Amina Chaffaï, Le Stéphanois, Saint-Étienne-des-Grès, mai 2021
Petite, je l’attendais fébrilement. Je m’y préparais à ce dimanche pas comme les autres. Je comptais les dodos comme à Noël. Je me souviens que j’étais tellement excitée que je ne dormais pas très bien la veille de la fête des Mères. Les jours précédents, mon père nous aidait, mes frères et moi, à faire une belle carte pleine de mots d’amour et à fabriquer un bricolage, souvent inutile et encombrant, pour ma mère. Lui-même se creusait la tête pour faire un cadeau à son épouse et à ses sœurs. Il n’avait pas eu le bonheur de vivre avec une maman, elle est morte en couches en le mettant au monde. Il lui a survécu et ce sont ses sœurs et son père qui l’ont élevé; sept grandes sœurs aimantes et bienveillantes. C’est peut-être pour ça que cette fête était si importante dans notre famille, mon père y mettait tout son cœur. Un cœur plein d’amour pour une maman qu’il n’a pas pu connaître et dont il n’a jamais senti la caresse ou l’étreinte.
Dans quelques jours, nous serons rendus à cette fête pour rendre hommage aux mères. Ces femmes qui ont porté, celles qui ont supporté et celles qui ont accompagné des enfants. Quelle allure aura cette journée? J’ai bien l’impression que, pour une deuxième année, nous serons soumis à des contraintes sanitaires qui ne favoriseront pas les rassemblements familiaux. Bien qu’on comprenne les bons gestes pour se protéger et qu’on conçoive que les rassemblements favorisent la propagation du Covid-19, avouez que distanciation et maman, c’est totalement incohérent, absolument illogique, et vraiment inhumain.

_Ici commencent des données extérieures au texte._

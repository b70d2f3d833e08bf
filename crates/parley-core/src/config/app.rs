//! Server and CORS configuration.

use serde::{Deserialize, Serialize};

/// HTTP server configuration.
#[derive(Debug, Clone, Serialize, Deserialize)]
pub struct ServerConfig {
    /// Bind address.
    #[serde(default = "default_host")]
    pub host: String,
    /// Bind port.
    #[serde(default = "default_port")]
    pub port: u16,
    /// Deployment environment: `"development"` or `"production"`.
    ///
    /// Controls the `Secure` and `SameSite` attributes of the session cookie.
    #[serde(default = "default_environment")]
    pub environment: String,
    /// Graceful shutdown timeout in seconds.
    #[serde(default = "default_shutdown_grace")]
    pub shutdown_grace_seconds: u64,
    /// CORS configuration.
    #[serde(default)]
    pub cors: CorsConfig,
}

impl ServerConfig {
    /// Whether the server runs in development mode.
    pub fn is_development(&self) -> bool {
        self.environment.eq_ignore_ascii_case("development")
    }
}

impl Default for ServerConfig {
    fn default() -> Self {
        Self {
            host: default_host(),
            port: default_port(),
            environment: default_environment(),
            shutdown_grace_seconds: default_shutdown_grace(),
            cors: CorsConfig::default(),
        }
    }
}

/// CORS (Cross-Origin Resource Sharing) configuration.
#[derive(Debug, Clone, Serialize, Deserialize)]
pub struct CorsConfig {
    /// Allowed origins (use `["*"]` for development only).
    #[serde(default = "default_allowed_origins")]
    pub allowed_origins: Vec<String>,
    /// Allowed HTTP methods.
    #[serde(default = "default_allowed_methods")]
    pub allowed_methods: Vec<String>,
    /// Max age for preflight cache in seconds.
    #[serde(default = "default_max_age")]
    pub max_age_seconds: u64,
}

impl Default for CorsConfig {
    fn default() -> Self {
        Self {
            allowed_origins: default_allowed_origins(),
            allowed_methods: default_allowed_methods(),
            max_age_seconds: default_max_age(),
        }
    }
}

fn default_host() -> String {
    "0.0.0.0".to_string()
}

fn default_port() -> u16 {
    5001
}

fn default_environment() -> String {
    "production".to_string()
}

fn default_shutdown_grace() -> u64 {
    30
}

fn default_allowed_origins() -> Vec<String> {
    vec!["*".to_string()]
}

fn default_allowed_methods() -> Vec<String> {
    vec![
        "GET".to_string(),
        "POST".to_string(),
        "PUT".to_string(),
        "DELETE".to_string(),
        "OPTIONS".to_string(),
    ]
}

fn default_max_age() -> u64 {
    3600
}
//! Object storage trait for uploaded images.

use async_trait::async_trait;
use bytes::Bytes;

use crate::result::AppResult;

/// Trait for object storage backends holding uploaded images.
///
/// Implementations exist for the local filesystem and S3. The trait is
/// defined here in `parley-core` and implemented in `parley-storage`.
#[async_trait]
pub trait ObjectStore: Send + Sync + std::fmt::Debug + 'static {
    /// Return the provider type name (e.g., "local", "s3").
    fn provider_type(&self) -> &str;

    /// Check whether the provider is healthy and reachable.
    async fn health_check(&self) -> AppResult<bool>;

    /// Store `data` under `key` and return the object's public URL.
    async fn put_object(&self, key: &str, data: Bytes, content_type: &str) -> AppResult<String>;

    /// Public URL an object stored under `key` is reachable at.
    fn public_url(&self, key: &str) -> String;
}
//! Local filesystem object store.

use std::path::PathBuf;

use async_trait::async_trait;
use bytes::Bytes;
use tokio::fs;
use tracing::debug;

use parley_core::error::{AppError, ErrorKind};
use parley_core::result::AppResult;
use parley_core::traits::storage::ObjectStore;

/// Stores objects as flat files under a root directory.
///
/// The directory is expected to be served at `public_base_url`.
#[derive(Debug, Clone)]
pub struct LocalObjectStore {
    root: PathBuf,
    public_base_url: String,
}

impl LocalObjectStore {
    /// Create the store, creating `root_path` if needed.
    pub async fn new(root_path: &str, public_base_url: &str) -> AppResult<Self> {
        let root = PathBuf::from(root_path);
        fs::create_dir_all(&root).await.map_err(|e| {
            AppError::with_source(
                ErrorKind::Storage,
                format!("Failed to create storage root: {}", root.display()),
                e,
            )
        })?;
        Ok(Self {
            root,
            public_base_url: public_base_url.trim_end_matches('/').to_string(),
        })
    }

    /// Directory objects are written to.
    pub fn root(&self) -> &PathBuf {
        &self.root
    }
}

/// Keys are single path segments.
fn check_key(key: &str) -> AppResult<()> {
    if key.is_empty() || key.contains(['/', '\\']) || key.starts_with('.') {
        return Err(AppError::storage(format!("Invalid object key: {key}")));
    }
    Ok(())
}

#[async_trait]
impl ObjectStore for LocalObjectStore {
    fn provider_type(&self) -> &str {
        "local"
    }

    async fn health_check(&self) -> AppResult<bool> {
        Ok(fs::metadata(&self.root).await.map(|m| m.is_dir()).unwrap_or(false))
    }

    async fn put_object(&self, key: &str, data: Bytes, content_type: &str) -> AppResult<String> {
        check_key(key)?;
        let path = self.root.join(key);

        fs::write(&path, &data).await.map_err(|e| {
            AppError::with_source(
                ErrorKind::Storage,
                format!("Failed to write object: {key}"),
                e,
            )
        })?;

        debug!(key, content_type, bytes = data.len(), "Stored object");
        Ok(self.public_url(key))
    }

    fn public_url(&self, key: &str) -> String {
        format!("{}/{}", self.public_base_url, key)
    }
}
//! Argon2id password hashing and verification.

use argon2::{
    Argon2,
    password_hash::{
        PasswordHash, PasswordHasher as ArgonHasher, PasswordVerifier, SaltString, rand_core::OsRng,
    },
};

use parley_core::error::AppError;

/// Handles password hashing and verification using Argon2id.
#[derive(Debug, Clone, Default)]
pub struct PasswordHasher;

impl PasswordHasher {
    /// Creates a new password hasher instance.
    pub fn new() -> Self {
        Self
    }

    /// Hashes a plaintext password with a random salt.
    pub fn hash_password(&self, password: &str) -> Result<String, AppError> {
        let salt = SaltString::generate(&mut OsRng);

        Argon2::default()
            .hash_password(password.as_bytes(), &salt)
            .map(|hash| hash.to_string())
            .map_err(|e| AppError::internal(format!("Password hashing failed: {e}")))
    }

    /// Returns `Ok(false)` for a wrong password and `Err` only for a corrupt hash.
    pub fn verify_password(&self, password: &str, hash: &str) -> Result<bool, AppError> {
        let parsed_hash = PasswordHash::new(hash)
            .map_err(|e| AppError::internal(format!("Invalid password hash format: {e}")))?;

        match Argon2::default().verify_password(password.as_bytes(), &parsed_hash) {
            Ok(()) => Ok(true),
            Err(argon2::password_hash::Error::Password) => Ok(false),
            Err(e) => Err(AppError::internal(format!(
                "Password verification failed: {e}"
            ))),
        }
    }
}

#[cfg(test)]
mod tests {
    use super::*;

    #[test]
    fn test_hash_then_verify() {
        let hasher = PasswordHasher::new();
        let hash = hasher.hash_password("Sup3r$ecret").unwrap();

        assert!(hash.starts_with("$argon2id$"));
        assert!(hasher.verify_password("Sup3r$ecret", &hash).unwrap());
        assert!(!hasher.verify_password("sup3r$ecret", &hash).unwrap());
    }

    #[test]
    fn test_same_password_gets_distinct_salts() {
        let hasher = PasswordHasher::new();
        let a = hasher.hash_password("Sup3r$ecret").unwrap();
        let b = hasher.hash_password("Sup3r$ecret").unwrap();
        assert_ne!(a, b);
    }

    #[test]
    fn test_corrupt_hash_is_an_error() {
        assert!(PasswordHasher::new().verify_password("x", "plaintext").is_err());
    }
}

Quand on pense à notre mère, on pense aux câlins, la présence, la confiance, la sécurité. On se voit autour d’une table chaleureuse, on pense aux visites fortuites juste pour faire un petit coucou, demander un conseil ou faire une confidence. On rêve aux journées de magasinage, aux soirées à jaser, à jouer aux cartes ou à regarder des photos de famille. Cette année, dès qu’on pense proximité, il faut penser à la couleur de sa zone, à son groupe, à sa bulle, sa région et ses alentours. Il faut considérer les mamans isolées, celles qui sont vaccinées, les confinées et les immunosupprimées. Cette gymnastique n’est pas simple ni naturelle, mais elle est nécessaire pour protéger notre mère, la personne qu’on aime le plus et qui nous le rend tout autant.
Maman; un mot qui évoque toute la douceur du monde et la fête des mères; la journée où la tendresse, l’amour et les souvenirs seront toujours au rendez-vous peu importe la distance et les contraintes. Je peux en témoigner, un océan me sépare de la mienne depuis bien des années. Cela n’altère en rien notre affection, notre complicité ou notre amour. C’est juste fêter différemment. Bonne fête à toutes les mamans du monde.